[Saved entries]
//! URL maximization: rewrite an image-service URL to request the largest
//! available rendition.
//!
//! Manifests usually embed a default or thumbnail-sized image request. Image
//! services also differ in how many path segments precede the opaque image
//! identifier (zero to three), and the identifier itself may contain slashes,
//! so a single pattern cannot parse every deployment. The rewrite is driven by
//! an ordered grammar table evaluated most-specific first: a less-specific
//! grammar would otherwise mis-parse a fully-specified Image API request. New
//! server layouts are supported by appending a row, not by branching logic.
//!
//! When no grammar matches, the maximal-resolution suffix is appended to the
//! input as-is and verified with a HEAD request; only a response with an image
//! content type makes the rewrite valid. Maximization never fails: total
//! failure yields an empty string, logged as its own outcome.

use std::sync::LazyLock;

use regex::{Captures, Regex};
use tracing::{debug, warn};

use crate::http::FetchClient;

/// Image API region values.
const REGION: &str = r"(?:full|square|max|pct:[0-9.,]+|\d+,\d+,\d+,\d+)";
/// Image API size values.
const SIZE: &str = r"(?:full|max|\^max|!?\d*,\d*|pct:[0-9.]+)";
/// Image API rotation values.
const ROTATION: &str = r"!?\d+(?:\.\d+)?";
/// Image API quality values.
const QUALITY: &str = r"(?:default|native|color|gray|bitonal)";
/// Image API format values.
const FORMAT: &str = r"(?:jpg|jpeg|png|gif|webp|tif|tiff|jp2|pdf)";

/// One row of the grammar cascade.
struct Grammar {
    /// Diagnostic name, logged when the row matches.
    name: &'static str,
    /// Pattern with a `base` capture ending at the image identifier.
    pattern: Regex,
    /// Rewrite applied to the captures on match.
    rewrite: fn(&Captures<'_>) -> String,
}

/// Replaces everything after the identifier with the maximal request.
fn rewrite_to_max(caps: &Captures<'_>) -> String {
    let base = &caps["base"];
    format!("{base}{}", max_suffix(base))
}

/// Returns the maximal-rendition suffix for a service base URL.
///
/// Services addressed through an explicit Image API 2.x path keep the 2.x
/// `full` size keyword; everything else gets the 3.0 `max` keyword.
fn max_suffix(base: &str) -> &'static str {
    if base.contains("/iiif/2/") {
        "/full/full/0/default.jpg"
    } else {
        "/full/max/0/default.jpg"
    }
}

/// Builds a full-request row with `prefixes` path segments before the
/// identifier.
#[allow(clippy::expect_used)]
fn full_request_row(name: &'static str, prefixes: usize) -> Grammar {
    let pattern = format!(
        r"^(?P<base>https?://[^/]+/(?:[^/]+/){{{prefixes}}}[^/]+)/{REGION}/{SIZE}/{ROTATION}/{QUALITY}\.{FORMAT}$"
    );
    Grammar {
        name,
        pattern: Regex::new(&pattern).expect("static grammar pattern must compile"),
        rewrite: rewrite_to_max,
    }
}

/// Builds a row from a fixed pattern string.
#[allow(clippy::expect_used)]
fn fixed_row(name: &'static str, pattern: &str) -> Grammar {
    Grammar {
        name,
        pattern: Regex::new(pattern).expect("static grammar pattern must compile"),
        rewrite: rewrite_to_max,
    }
}

/// The cascade, most-specific first.
static GRAMMARS: LazyLock<Vec<Grammar>> = LazyLock::new(|| {
    vec![
        // A complete Image API request already present: replace only the
        // trailing region/size/rotation/quality.format. Deeper prefixes first
        // so an identifier is never swallowed by a shorter row.
        full_request_row("full-request-3-prefixes", 3),
        full_request_row("full-request-2-prefixes", 2),
        full_request_row("full-request-1-prefix", 1),
        full_request_row("full-request-0-prefixes", 0),
        // An info.json service description: the base is everything before it.
        fixed_row(
            "info-json",
            r"^(?P<base>https?://[^/]+(?:/[^/]+)+)/info\.json$",
        ),
        // A bare image-service identifier on a recognizable service path.
        fixed_row(
            "bare-service-identifier",
            r"^(?P<base>https?://[^/]+(?:/[^/]+)*?/iiif/(?:[23]/)?[^/]+)$",
        ),
    ]
});

/// Rewrites a URL through the grammar table without any network traffic.
///
/// Returns `None` when no row matches.
#[must_use]
pub fn rewrite_with_grammars(url: &str) -> Option<String> {
    for grammar in GRAMMARS.iter() {
        if let Some(caps) = grammar.pattern.captures(url) {
            let rewritten = (grammar.rewrite)(&caps);
            debug!(grammar = grammar.name, url = %url, rewritten = %rewritten, "grammar matched");
            return Some(rewritten);
        }
    }
    None
}

/// Maximizes an image-service URL, best-effort.
///
/// Grammar rows are tried first; if none match, the maximal suffix is appended
/// to the input and verified with a HEAD request for an image content type.
/// Returns an empty string on total failure.
pub async fn maximize(http: &FetchClient, url: &str) -> String {
    let url = url.trim();
    if url.is_empty() {
        return String::new();
    }

    if let Some(rewritten) = rewrite_with_grammars(url) {
        return rewritten;
    }

    // No grammar recognized the layout: append and verify before trusting it.
    let candidate = format!("{}{}", url.trim_end_matches('/'), max_suffix(url));
    match http.head(&candidate).await {
        Ok(info)
            if info
                .content_type
                .as_deref()
                .is_some_and(|ct| ct.starts_with("image/")) =>
        {
            debug!(url = %url, rewritten = %candidate, "fallback rewrite verified");
            candidate
        }
        _ => {
            warn!(url = %url, "maximization failed, dropping URL");
            String::new()
        }
    }
}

§ **WORK ITEM**
Each line from the top of the records above through the line containing "with an image" needs to be transcribed exactly, and no line after it.

§ **REPLY TO THE TASK**
//! URL maximization: rewrite an image-service URL to request the largest
//! available rendition.
//!
//! Manifests usually embed a default or thumbnail-sized image request. Image
//! services also differ in how many path segments precede the opaque image
//! identifier (zero to three), and the identifier itself may contain slashes,
//! so a single pattern cannot parse every deployment. The rewrite is driven by
//! an ordered grammar table evaluated most-specific first: a less-specific
//! grammar would otherwise mis-parse a fully-specified Image API request. New
//! server layouts are supported by appending a row, not by branching logic.
//!
//! When no grammar matches, the maximal-resolution suffix is appended to the
//! input as-is and verified with a HEAD request; only a response with an image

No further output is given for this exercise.